** Information provided follows **
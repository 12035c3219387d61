use crate::server::{
    error::{ticket::TicketError, AppError},
    model::{actor::Actor, ticket::Ticket},
};

use super::{access, builder, TicketService};

impl TicketService {
    /// Claims a ticket for a staff member
    ///
    /// The claim itself is a single registry step, so of several concurrent claims
    /// exactly one succeeds and the rest observe `AlreadyClaimed`.
    ///
    /// # Returns
    /// - `Ok(Ticket)`: The ticket, claimed by `actor`
    /// - `Err(AppError::TicketErr(NotFound))`: No open ticket in this channel
    /// - `Err(AppError::TicketErr(NotAuthorized))`: Actor isn't staff for the department
    /// - `Err(AppError::TicketErr(AlreadyClaimed))`: Someone else claimed it first
    pub async fn claim(&self, actor: &Actor, channel_id: u64) -> Result<Ticket, AppError> {
        let config = self.guild_config.current();

        let ticket = self.get(channel_id).ok_or(TicketError::NotFound)?;
        access::can_claim(actor, &ticket, &config)?;

        let ticket = self.registry().claim(channel_id, actor.user_id)?;

        tracing::info!("Ticket {} claimed by {}", channel_id, actor.user_id);

        self.persist(&ticket).await;

        if let Err(e) = self
            .gateway
            .edit_message(
                channel_id,
                ticket.control_message_id,
                builder::control_edit(&ticket),
            )
            .await
        {
            tracing::warn!(
                "Failed to update control message of ticket {}: {}",
                channel_id,
                e
            );
        }

        self.notify(channel_id, builder::claimed_notice(actor.user_id))
            .await;

        Ok(ticket)
    }
}
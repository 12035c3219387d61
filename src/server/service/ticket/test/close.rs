use super::*;
use crate::model::ticket::Priority;
use crate::server::model::transcript::HistoryMessage;
use entity::prelude::Ticket as TicketRow;
use sea_orm::EntityTrait;

fn history() -> Vec<HistoryMessage> {
    (1..=3)
        .map(|id| HistoryMessage {
            id,
            author: "alice".to_string(),
            content: format!("message {}", id),
            timestamp: chrono::Utc::now(),
            embed_count: 0,
            attachments: Vec::new(),
        })
        .collect()
}

/// Tests the full close of a claimed ticket twelve minutes after it was opened.
///
/// Verifies the audit log content, the transcript file, marker role removal, snapshot
/// cleanup and the delayed channel deletion, then that a second close finds nothing.
///
/// Expected: Ok with a 12 minute report, then Err(NotFound)
#[tokio::test]
async fn claimant_closes_ticket() {
    let h = harness(configured()).await;
    let ticket = h
        .service
        .open(open_param(&member(100, "Alice"), Department::General))
        .await
        .unwrap();
    let s1 = with_roles(200, "S1", &[STAFF_ROLE]);
    h.service.claim(&s1, ticket.channel_id).await.unwrap();
    backdate(&h.service, ticket.channel_id, Duration::minutes(12));
    h.gateway.set_history(ticket.channel_id, history());

    let report = h.service.close(&s1, ticket.channel_id).await.unwrap();

    assert_eq!(report.duration_minutes, 12);
    assert!(report.transcript_saved);
    assert!(report.logged);
    assert_eq!(report.closed_by, 200);

    let logs = h.gateway.sent_to(LOG_CHANNEL);
    assert_eq!(logs.len(), 1);
    let log = logs[0].to_string();
    assert!(log.contains("12 min"));
    assert!(log.contains("<@100>"));
    assert!(log.contains("<@200>"));
    assert!(log.contains("Attached"));

    let transcripts: Vec<_> = std::fs::read_dir(h.dir.path().join("transcripts"))
        .unwrap()
        .collect();
    assert_eq!(transcripts.len(), 1);

    assert!(h.gateway.calls().iter().any(|call| matches!(
        call,
        GatewayCall::RemoveMemberRole {
            user_id: 100,
            role_id: TICKET_ROLE
        }
    )));
    assert!(TicketRow::find().all(&h.db).await.unwrap().is_empty());

    assert_eq!(h.service.deletions().pending_count(), 1);
    assert_eq!(h.service.deletions().flush().await, 1);
    assert_eq!(h.gateway.deleted_channels(), vec![ticket.channel_id]);

    let again = h.service.close(&s1, ticket.channel_id).await;
    assert!(matches!(
        again,
        Err(AppError::TicketErr(TicketError::NotFound))
    ));
}

/// Tests that closing an already closed ticket has no side effects.
///
/// Expected: Err(NotFound) and no further Discord calls
#[tokio::test]
async fn closing_removed_ticket_has_no_side_effects() {
    let h = harness(configured()).await;
    let ticket = h
        .service
        .open(open_param(&member(100, "Alice"), Department::General))
        .await
        .unwrap();
    let s1 = with_roles(200, "S1", &[STAFF_ROLE]);
    h.service.close(&s1, ticket.channel_id).await.unwrap();
    h.service.deletions().flush().await;

    let calls_before = h.gateway.calls().len();
    let result = h.service.close(&s1, ticket.channel_id).await;

    assert!(matches!(
        result,
        Err(AppError::TicketErr(TicketError::NotFound))
    ));
    assert_eq!(h.gateway.calls().len(), calls_before);
    assert_eq!(h.service.deletions().pending_count(), 0);
}

/// Tests that the opener cannot close their own ticket.
///
/// Expected: Err(NotAuthorized) and the ticket stays open
#[tokio::test]
async fn opener_cannot_close() {
    let h = harness(configured()).await;
    let alice = member(100, "Alice");
    let ticket = h
        .service
        .open(open_param(&alice, Department::General))
        .await
        .unwrap();

    let result = h.service.close(&alice, ticket.channel_id).await;

    assert!(matches!(
        result,
        Err(AppError::TicketErr(TicketError::NotAuthorized(_)))
    ));
    assert!(h.service.get(ticket.channel_id).is_some());
    assert!(h.gateway.sent_to(LOG_CHANNEL).is_empty());
}

/// Tests that only the claimant or an elevated member closes a claimed ticket.
///
/// Expected: Err(NotAuthorized) for other staff, Ok for oversight
#[tokio::test]
async fn other_staff_cannot_close_claimed_ticket() {
    let h = harness(configured()).await;
    let ticket = h
        .service
        .open(open_param(&member(100, "Alice"), Department::General))
        .await
        .unwrap();
    h.service
        .claim(&with_roles(200, "S1", &[STAFF_ROLE]), ticket.channel_id)
        .await
        .unwrap();

    let s2 = with_roles(201, "S2", &[STAFF_ROLE]);
    assert!(h.service.close(&s2, ticket.channel_id).await.is_err());

    let oversight = with_roles(300, "Lead", &[OVERSIGHT_ROLE]);
    let report = h.service.close(&oversight, ticket.channel_id).await.unwrap();
    assert_eq!(report.ticket.claimed_by, Some(200));
}

/// Tests a close where the channel history cannot be fetched.
///
/// Expected: Ok with no transcript, audit log still posted
#[tokio::test]
async fn transcript_failure_is_tolerated() {
    let h = harness(configured()).await;
    let ticket = h
        .service
        .open(open_param(&member(100, "Alice"), Department::General))
        .await
        .unwrap();
    h.gateway.fail_on(FailOn::FetchHistory);

    let report = h
        .service
        .close(&with_roles(200, "S1", &[STAFF_ROLE]), ticket.channel_id)
        .await
        .unwrap();

    assert!(!report.transcript_saved);
    assert!(report.logged);
    let log = h.gateway.sent_to(LOG_CHANNEL)[0].to_string();
    assert!(log.contains("Unavailable"));
    assert!(log.contains("Unclaimed"));
}

/// Tests a close when no log channel is configured.
///
/// Expected: Ok with `logged` false and the channel still scheduled for deletion
#[tokio::test]
async fn close_without_log_channel() {
    let h = harness(GuildConfig {
        log_channel_id: None,
        ..configured()
    })
    .await;
    let ticket = h
        .service
        .open(open_param(&member(100, "Alice"), Department::General))
        .await
        .unwrap();

    let report = h
        .service
        .close(&with_roles(200, "S1", &[STAFF_ROLE]), ticket.channel_id)
        .await
        .unwrap();

    assert!(!report.logged);
    assert_eq!(h.service.deletions().pending_count(), 1);
}

/// Tests two closes racing on the same ticket.
///
/// Expected: one Ok and one Err(NotFound), a single audit log entry
#[tokio::test]
async fn concurrent_closes_close_once() {
    let h = harness(configured()).await;
    let ticket = h
        .service
        .open(open_param(&member(100, "Alice"), Department::General))
        .await
        .unwrap();
    let s1 = with_roles(200, "S1", &[STAFF_ROLE]);
    let admin = Actor {
        is_admin: true,
        ..member(1, "Admin")
    };

    let (first, second) = tokio::join!(
        h.service.close(&s1, ticket.channel_id),
        h.service.close(&admin, ticket.channel_id)
    );

    assert_eq!([first.is_ok(), second.is_ok()].iter().filter(|ok| **ok).count(), 1);
    assert_eq!(h.gateway.sent_to(LOG_CHANNEL).len(), 1);
}

/// Tests that the audit log carries the priority of the closed ticket.
///
/// Expected: Ok with the priority label in the log embed
#[tokio::test]
async fn audit_log_includes_priority() {
    let h = harness(configured()).await;
    let mut param = open_param(&member(100, "Alice"), Department::InternalAffairs);
    param.priority = Some(Priority::Urgent);
    let ticket = h.service.open(param).await.unwrap();

    h.service
        .close(&with_roles(200, "IA", &[IA_ROLE]), ticket.channel_id)
        .await
        .unwrap();

    let log = h.gateway.sent_to(LOG_CHANNEL)[0].to_string();
    assert!(log.contains("Urgent"));
    assert!(log.contains("Internal Affairs"));
}

/// Tests a claim whose snapshot write lands after the ticket was closed.
///
/// The claim is applied to the registry, the ticket is closed, and only then is the
/// claimed state written. After a restart the closed ticket must not come back.
///
/// Expected: no stored row, nothing restored and the opener can open again
#[tokio::test]
async fn late_snapshot_write_does_not_revive_closed_ticket() {
    let h = harness(configured()).await;
    let alice = member(100, "Alice");
    let ticket = h
        .service
        .open(open_param(&alice, Department::General))
        .await
        .unwrap();
    let s1 = with_roles(200, "S1", &[STAFF_ROLE]);

    let claimed = h.service.registry().claim(ticket.channel_id, 200).unwrap();
    h.service.close(&s1, ticket.channel_id).await.unwrap();
    h.service.persist(&claimed).await;

    assert!(TicketRow::find().all(&h.db).await.unwrap().is_empty());

    let service = restarted(&h);
    assert_eq!(service.restore().await.unwrap(), 0);

    let reopened = service.open(open_param(&alice, Department::General)).await;
    assert!(reopened.is_ok());
}
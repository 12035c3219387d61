use std::num::ParseIntError;
use thiserror::Error;

/// Internal issues with the codebase indicating unexpected behavior & possible bugs
#[derive(Error, Debug)]
pub enum InternalError {
    /// Failure to parse id from String
    #[error("Failed to parse ID from String '{value}': {source}")]
    ParseStringId {
        /// The string value that failed to parse
        value: String,
        /// The underlying parse error
        #[source]
        source: ParseIntError,
    },

    /// Stored or submitted department slug does not match any department.
    #[error("Unknown department '{0}'")]
    UnknownDepartment(String),

    /// Stored or submitted priority slug does not match any priority.
    #[error("Unknown priority '{0}'")]
    UnknownPriority(String),

    /// A freshly created channel id is already present in the ticket registry.
    ///
    /// Channel ids are minted by Discord, so this should never happen.
    #[error("Ticket registry already holds channel {0}")]
    DuplicateTicket(u64),

    /// Interaction custom id or command name the bot never registered.
    #[error("Unknown interaction '{0}'")]
    UnknownInteraction(String),

    /// Required command option or modal field missing from an interaction payload.
    #[error("Interaction is missing required field '{0}'")]
    MissingField(&'static str),

    /// Serenity rejected an id of zero.
    #[error("Discord id must be non-zero")]
    ZeroId,
}
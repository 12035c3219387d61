//! State shared by the Discord event handler and the liveness server.

use std::sync::Arc;

use crate::server::service::{
    announcement::AnnouncementService, discord::DiscordGateway, guild_config::GuildConfigService,
    ticket::TicketService,
};

/// Shared services, cloned into every event handler invocation and request.
///
/// Every field is reference-counted, so clones share the same registry and
/// configuration.
#[derive(Clone)]
pub struct AppState {
    /// Ticket lifecycle and the registry of open tickets.
    pub tickets: TicketService,

    /// Guild configuration written by `/setup`.
    pub guild_config: GuildConfigService,

    /// Promotion and infraction announcements.
    pub announcements: Arc<AnnouncementService>,

    /// Outbound Discord operations.
    pub gateway: Arc<dyn DiscordGateway>,
}

impl AppState {
    pub fn new(tickets: TicketService, gateway: Arc<dyn DiscordGateway>) -> Self {
        Self {
            guild_config: tickets.guild_config().clone(),
            announcements: Arc::new(AnnouncementService::new(gateway.clone())),
            tickets,
            gateway,
        }
    }
}
//! Domain models for open tickets.

use chrono::{DateTime, Utc};

use crate::{
    model::ticket::{Department, Priority},
    server::{
        error::{internal::InternalError, AppError},
        model::actor::Actor,
        util::parse::{parse_optional_u64, parse_u64_from_string},
    },
};

/// An open support session backed by a private channel.
#[derive(Debug, Clone, PartialEq)]
pub struct Ticket {
    /// Ticket channel id, unique key of the registry.
    pub channel_id: u64,
    pub guild_id: u64,
    /// Channel name at creation, without any priority prefix.
    pub channel_name: String,
    pub opener_id: u64,
    pub department: Department,
    pub priority: Option<Priority>,
    /// Message holding the Claim/Close buttons.
    pub control_message_id: u64,
    /// Staff member holding the claim. Set at most once.
    pub claimed_by: Option<u64>,
    pub start_time: DateTime<Utc>,
}

impl Ticket {
    /// Converts a snapshot row into a ticket at the repository boundary.
    ///
    /// # Returns
    /// - `Ok(Ticket)` - Row converted
    /// - `Err(AppError::InternalErr)` - Row holds a malformed id or unknown enum slug
    pub fn from_entity(entity: entity::ticket::Model) -> Result<Self, AppError> {
        let department = Department::from_slug(&entity.department)
            .ok_or_else(|| InternalError::UnknownDepartment(entity.department.clone()))?;

        let priority = match entity.priority {
            Some(slug) => Some(
                Priority::from_slug(&slug).ok_or(InternalError::UnknownPriority(slug))?,
            ),
            None => None,
        };

        Ok(Self {
            channel_id: parse_u64_from_string(entity.channel_id)?,
            guild_id: parse_u64_from_string(entity.guild_id)?,
            channel_name: entity.channel_name,
            opener_id: parse_u64_from_string(entity.opener_id)?,
            department,
            priority,
            control_message_id: parse_u64_from_string(entity.control_message_id)?,
            claimed_by: parse_optional_u64(entity.claimed_by)?,
            start_time: entity.start_time,
        })
    }

    pub fn is_claimed(&self) -> bool {
        self.claimed_by.is_some()
    }

    /// Whole minutes elapsed between creation and `now`, never negative.
    pub fn duration_minutes(&self, now: DateTime<Utc>) -> i64 {
        (now - self.start_time).num_seconds().max(0) / 60
    }
}

/// Parameters for opening a ticket.
#[derive(Debug, Clone)]
pub struct OpenTicketParam {
    pub guild_id: u64,
    pub opener: Actor,
    pub department: Department,
    pub priority: Option<Priority>,
}

/// Outcome of a completed close.
#[derive(Debug, Clone)]
pub struct CloseReport {
    /// Ticket as it was when removed from the registry.
    pub ticket: Ticket,
    pub closed_by: u64,
    pub duration_minutes: i64,
    /// Whether a transcript was captured.
    pub transcript_saved: bool,
    /// Whether the audit log was delivered to the log channel.
    pub logged: bool,
}
use serenity::all::{Context, EventHandler, GuildChannel, Interaction, Message, Ready};
use serenity::async_trait;

use crate::server::state::AppState;

pub mod channel;
pub mod command;
pub mod component;
pub mod modal;
pub mod ready;
pub mod reply;

/// Discord bot event handler
pub struct Handler {
    pub state: AppState,
}

impl Handler {
    pub fn new(state: AppState) -> Self {
        Self { state }
    }
}

#[async_trait]
impl EventHandler for Handler {
    /// Called when the bot is ready and connected to Discord
    async fn ready(&self, ctx: Context, ready: Ready) {
        ready::handle_ready(ctx, ready).await;
    }

    /// Called for every slash command, component interaction and modal submission
    async fn interaction_create(&self, ctx: Context, interaction: Interaction) {
        match interaction {
            Interaction::Command(command) => {
                command::handle_command(&self.state, &ctx, command).await
            }
            Interaction::Component(component) => {
                component::handle_component(&self.state, &ctx, component).await
            }
            Interaction::Modal(modal) => modal::handle_modal(&ctx, modal).await,
            _ => {}
        }
    }

    /// Called when a channel is deleted from a guild
    async fn channel_delete(
        &self,
        ctx: Context,
        channel: GuildChannel,
        messages: Option<Vec<Message>>,
    ) {
        channel::handle_channel_delete(&self.state.tickets, ctx, channel, messages).await;
    }
}
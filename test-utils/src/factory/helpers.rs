//! Shared helper utilities for factory methods.

/// Counter for generating unique Discord-like ids in tests.
///
/// Starts well above zero since snowflake ids are non-zero.
static COUNTER: std::sync::atomic::AtomicU64 = std::sync::atomic::AtomicU64::new(100_000);

/// Gets the next unique counter value for test data.
pub fn next_id() -> u64 {
    COUNTER.fetch_add(1, std::sync::atomic::Ordering::SeqCst)
}
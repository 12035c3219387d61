use super::*;

/// Tests loading every stored ticket.
///
/// Verifies that rows come back ordered by start time and convert into tickets.
///
/// Expected: Ok with the older ticket first
#[tokio::test]
async fn returns_tickets_oldest_first() -> Result<(), DbErr> {
    let test = TestBuilder::new().with_ticket_tables().build().await.unwrap();
    let db = test.db.as_ref().unwrap();

    let now = Utc::now();
    factory::ticket::TicketFactory::new(db)
        .channel_id("2002")
        .start_time(now)
        .build()
        .await?;
    factory::ticket::TicketFactory::new(db)
        .channel_id("2001")
        .department("partnership")
        .claimed_by("55")
        .start_time(now - Duration::minutes(30))
        .build()
        .await?;

    let repo = TicketRepository::new(db);
    let rows = repo.get_all().await?;

    assert_eq!(rows.len(), 2);
    assert_eq!(rows[0].channel_id, "2001");

    let ticket = Ticket::from_entity(rows[0].clone()).unwrap();
    assert_eq!(ticket.department, Department::Partnership);
    assert_eq!(ticket.claimed_by, Some(55));

    Ok(())
}

/// Tests loading from an empty table.
///
/// Expected: Ok with no rows
#[tokio::test]
async fn returns_empty_when_no_tickets() -> Result<(), DbErr> {
    let test = TestBuilder::new().with_ticket_tables().build().await.unwrap();
    let db = test.db.as_ref().unwrap();

    let repo = TicketRepository::new(db);
    let rows = repo.get_all().await?;

    assert!(rows.is_empty());

    Ok(())
}
use axum::{routing::get, Router};

use crate::server::state::AppState;

pub const LIVENESS_MESSAGE: &str = "Ticket desk bot is online.";

pub fn router() -> Router<AppState> {
    Router::new().route("/", get(liveness))
}

/// Liveness check for uptime monitors.
async fn liveness() -> &'static str {
    LIVENESS_MESSAGE
}
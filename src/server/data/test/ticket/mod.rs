use crate::{
    model::ticket::{Department, Priority},
    server::{data::ticket::TicketRepository, model::ticket::Ticket},
};
use chrono::{Duration, Utc};
use sea_orm::{DbErr, EntityTrait};
use test_utils::{builder::TestBuilder, factory};

mod delete_by_channel_id;
mod get_all;
mod upsert;

fn sample_ticket(channel_id: u64) -> Ticket {
    Ticket {
        channel_id,
        guild_id: 1,
        channel_name: "ticket-general-alice".to_string(),
        opener_id: 42,
        department: Department::General,
        priority: None,
        control_message_id: 900,
        claimed_by: None,
        start_time: Utc::now(),
    }
}
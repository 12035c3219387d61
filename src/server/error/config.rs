use std::path::PathBuf;
use thiserror::Error;

#[derive(Error, Debug)]
pub enum ConfigError {
    /// Required environment variable is not set.
    ///
    /// Check the `.env.example` file for required configuration variables.
    #[error("Missing required environment variable: {0}")]
    MissingEnvVar(String),

    /// Environment variable is set but cannot be parsed.
    #[error("Invalid value '{value}' for environment variable {name}")]
    InvalidEnvVar {
        /// Name of the environment variable
        name: String,
        /// Raw value that failed to parse
        value: String,
    },

    /// Guild config file exists but could not be read or written.
    #[error("Failed to access guild config file {path:?}: {source}")]
    GuildConfigIo {
        path: PathBuf,
        #[source]
        source: std::io::Error,
    },

    /// Guild config file contents are not a valid config record.
    #[error("Failed to parse guild config file {path:?}: {source}")]
    GuildConfigParse {
        path: PathBuf,
        #[source]
        source: serde_json::Error,
    },
}
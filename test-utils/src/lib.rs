//! Ticket Desk Test Utils
//!
//! Shared testing utilities for the ticket desk bot. This crate offers a builder for
//! creating test contexts backed by in-memory SQLite databases, plus factories for
//! inserting ticket snapshot rows with sensible defaults.
//!
//! # Usage
//!
//! ```rust,ignore
//! use test_utils::builder::TestBuilder;
//!
//! #[tokio::test]
//! async fn loads_open_tickets() -> Result<(), TestError> {
//!     let test = TestBuilder::new().with_ticket_tables().build().await?;
//!
//!     let db = test.db.as_ref().unwrap();
//!     // Perform database operations...
//!
//!     Ok(())
//! }
//! ```

pub mod builder;
pub mod context;
pub mod error;
pub mod factory;
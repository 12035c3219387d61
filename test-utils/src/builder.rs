use entity::prelude::*;
use sea_orm::{sea_query::TableCreateStatement, EntityTrait, Schema};

use crate::{context::TestContext, error::TestError};

/// Builder for creating test contexts with customizable database schemas.
///
/// Add entity tables with `with_table()` (or the ticket convenience method), then call
/// `build()` to create the configured in-memory SQLite test context.
///
/// # Example
///
/// ```rust,ignore
/// use test_utils::builder::TestBuilder;
/// use entity::prelude::Ticket;
///
/// let test = TestBuilder::new()
///     .with_table(Ticket)
///     .build()
///     .await?;
/// ```
pub struct TestBuilder {
    /// CREATE TABLE statements executed in insertion order during `build()`.
    tables: Vec<TableCreateStatement>,
}

impl TestBuilder {
    /// Creates a new test builder with no tables configured.
    pub fn new() -> Self {
        Self { tables: Vec::new() }
    }

    /// Adds an entity table to the test database schema.
    ///
    /// Generates a CREATE TABLE statement from the provided SeaORM entity using SQLite
    /// backend syntax. The table is created when `build()` is called.
    ///
    /// # Arguments
    /// - `entity` - SeaORM entity to create the table for
    ///
    /// # Returns
    /// - `Self` - Builder instance for method chaining
    pub fn with_table<E: EntityTrait>(mut self, entity: E) -> Self {
        let schema = Schema::new(sea_orm::DbBackend::Sqlite);
        self.tables.push(schema.create_table_from_entity(entity));
        self
    }

    /// Adds every table backing the ticket registry snapshot.
    ///
    /// Adds `Ticket` and `TicketCooldown`.
    pub fn with_ticket_tables(self) -> Self {
        self.with_table(Ticket).with_table(TicketCooldown)
    }

    /// Builds the test context and creates the configured tables.
    ///
    /// # Returns
    /// - `Ok(TestContext)` - Initialized test context with database and tables ready
    /// - `Err(TestError::Database)` - Failed to connect to database or create tables
    pub async fn build(self) -> Result<TestContext, TestError> {
        let mut setup = TestContext::new();

        setup.with_tables(self.tables).await?;

        Ok(setup)
    }
}

impl Default for TestBuilder {
    fn default() -> Self {
        Self::new()
    }
}
//! Panels, prompts and canned replies posted by slash commands and components.

use serenity::all::{
    ButtonStyle, CreateActionRow, CreateButton, CreateEmbed, CreateInputText,
    CreateInteractionResponseMessage, CreateModal, CreateSelectMenu, CreateSelectMenuKind,
    CreateSelectMenuOption, InputTextStyle,
};

use crate::{
    model::ticket::{Department, Priority},
    server::bot::action::{
        PrivateTopic, BOT_INFO_BUTTON_ID, EMBED_DESCRIPTION_INPUT_ID, EMBED_EDIT_BUTTON_ID,
        EMBED_FINISH_BUTTON_ID, EMBED_MODAL_ID, EMBED_TITLE_INPUT_ID, NO_PRIORITY_VALUE,
        PRIVATE_MENU_ID, PRIVATE_MESSAGE_BUTTON_ID, TICKET_DEPARTMENT_MENU_ID,
        TICKET_PRIORITY_MENU_PREFIX,
    },
};

pub const PANEL_COLOR: u32 = 0xde8ef4;

const EMBED_TITLE_MAX_LEN: u16 = 256;
const EMBED_DESCRIPTION_MAX_LEN: u16 = 4000;

pub const SECRET_MESSAGE: &str = "🤫 This is a private message! No one else can see this.";
pub const EMBED_POSTED: &str = "✅ Embed Posted!";

/// Public ticket panel with the department select menu.
pub fn ticket_panel() -> CreateInteractionResponseMessage {
    let options = Department::ALL
        .into_iter()
        .map(|department| {
            CreateSelectMenuOption::new(department.label(), department.slug())
                .description(department.description())
        })
        .collect();

    CreateInteractionResponseMessage::new()
        .embed(
            CreateEmbed::new()
                .title("🎫 Support")
                .description("Select a category below to open a ticket.")
                .color(PANEL_COLOR),
        )
        .select_menu(
            CreateSelectMenu::new(
                TICKET_DEPARTMENT_MENU_ID,
                CreateSelectMenuKind::String { options },
            )
            .placeholder("Choose a department"),
        )
}

/// Private follow-up asking for the new ticket's priority.
pub fn priority_prompt(department: Department) -> CreateInteractionResponseMessage {
    let mut options = vec![CreateSelectMenuOption::new("No priority", NO_PRIORITY_VALUE)
        .description("Open the ticket without a priority")];
    options.extend(
        Priority::ALL
            .into_iter()
            .map(|priority| CreateSelectMenuOption::new(priority.label(), priority.slug())),
    );

    CreateInteractionResponseMessage::new()
        .ephemeral(true)
        .content(format!(
            "Opening a **{}** ticket. How urgent is it?",
            department.label()
        ))
        .select_menu(
            CreateSelectMenu::new(
                format!("{}{}", TICKET_PRIORITY_MENU_PREFIX, department.slug()),
                CreateSelectMenuKind::String { options },
            )
            .placeholder("Select a priority"),
        )
}

/// Public panel whose buttons and menu answer privately.
pub fn interactive_panel() -> CreateInteractionResponseMessage {
    let options = PrivateTopic::ALL
        .into_iter()
        .map(|topic| CreateSelectMenuOption::new(topic.label(), topic.value()))
        .collect();

    CreateInteractionResponseMessage::new()
        .embed(
            CreateEmbed::new()
                .title("Private Menu")
                .description("Click a button or select an option to see a message only you can see.")
                .color(PANEL_COLOR),
        )
        .components(vec![
            CreateActionRow::Buttons(vec![
                CreateButton::new(PRIVATE_MESSAGE_BUTTON_ID)
                    .label("Secret Message")
                    .style(ButtonStyle::Primary),
                CreateButton::new(BOT_INFO_BUTTON_ID)
                    .label("Bot Info")
                    .style(ButtonStyle::Secondary),
            ]),
            CreateActionRow::SelectMenu(
                CreateSelectMenu::new(PRIVATE_MENU_ID, CreateSelectMenuKind::String { options })
                    .placeholder("Select an option"),
            ),
        ])
}

pub fn topic_reply(topic: PrivateTopic) -> &'static str {
    match topic {
        PrivateTopic::Rules => "📜 **Rules:** 1. No spam. 2. Be respectful. 3. Follow Discord ToS.",
        PrivateTopic::Staff => "👥 **Staff:** Contact an Admin or Moderator for assistance.",
    }
}

pub fn bot_info() -> String {
    format!(
        "🤖 **{}** v{}, handling support tickets for this server.",
        env!("CARGO_PKG_NAME"),
        env!("CARGO_PKG_VERSION")
    )
}

pub fn designed_embed(title: &str, description: &str) -> CreateEmbed {
    CreateEmbed::new()
        .title(title)
        .description(description)
        .color(PANEL_COLOR)
}

fn embed_designer_components() -> Vec<CreateActionRow> {
    vec![CreateActionRow::Buttons(vec![
        CreateButton::new(EMBED_EDIT_BUTTON_ID)
            .label("Edit Content")
            .style(ButtonStyle::Primary),
        CreateButton::new(EMBED_FINISH_BUTTON_ID)
            .label("Post to Channel")
            .style(ButtonStyle::Success),
    ])]
}

/// Private embed designer started by `/embedbuilder`.
pub fn embed_designer() -> CreateInteractionResponseMessage {
    CreateInteractionResponseMessage::new()
        .ephemeral(true)
        .content("Click \"Edit Content\" to set the Title and Description.")
        .embed(designed_embed("New Embed", "Editing..."))
        .components(embed_designer_components())
}

/// Designer message after a modal submission, showing the new embed.
pub fn embed_designer_update(title: &str, description: &str) -> CreateInteractionResponseMessage {
    CreateInteractionResponseMessage::new()
        .embed(designed_embed(title, description))
        .components(embed_designer_components())
}

/// Modal editing the designed embed, prefilled with its current content.
pub fn embed_modal(title: Option<&str>, description: Option<&str>) -> CreateModal {
    let mut title_input =
        CreateInputText::new(InputTextStyle::Short, "Title", EMBED_TITLE_INPUT_ID)
            .max_length(EMBED_TITLE_MAX_LEN)
            .required(true);
    if let Some(title) = title {
        title_input = title_input.value(title);
    }

    let mut description_input =
        CreateInputText::new(InputTextStyle::Paragraph, "Description", EMBED_DESCRIPTION_INPUT_ID)
            .max_length(EMBED_DESCRIPTION_MAX_LEN)
            .required(true);
    if let Some(description) = description {
        description_input = description_input.value(description);
    }

    CreateModal::new(EMBED_MODAL_ID, "Embed Designer").components(vec![
        CreateActionRow::InputText(title_input),
        CreateActionRow::InputText(description_input),
    ])
}

/// Designer message once the embed has been posted publicly.
pub fn embed_posted() -> CreateInteractionResponseMessage {
    CreateInteractionResponseMessage::new()
        .content(EMBED_POSTED)
        .embeds(Vec::new())
        .components(Vec::new())
}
** End of Information provided **
§ **Assignment**
In the data above, repeat exactly each line from the first through the line that contains "several concurrent claims", and give nothing else.

§ **Your solution**
repository 12035c3219387d61
use crate::server::{
    error::{ticket::TicketError, AppError},
    model::{actor::Actor, ticket::Ticket},
};

use super::{access, builder, TicketService};

impl TicketService {
    /// Claims a ticket for a staff member
    ///
    /// The claim itself is a single registry step, so of several concurrent claims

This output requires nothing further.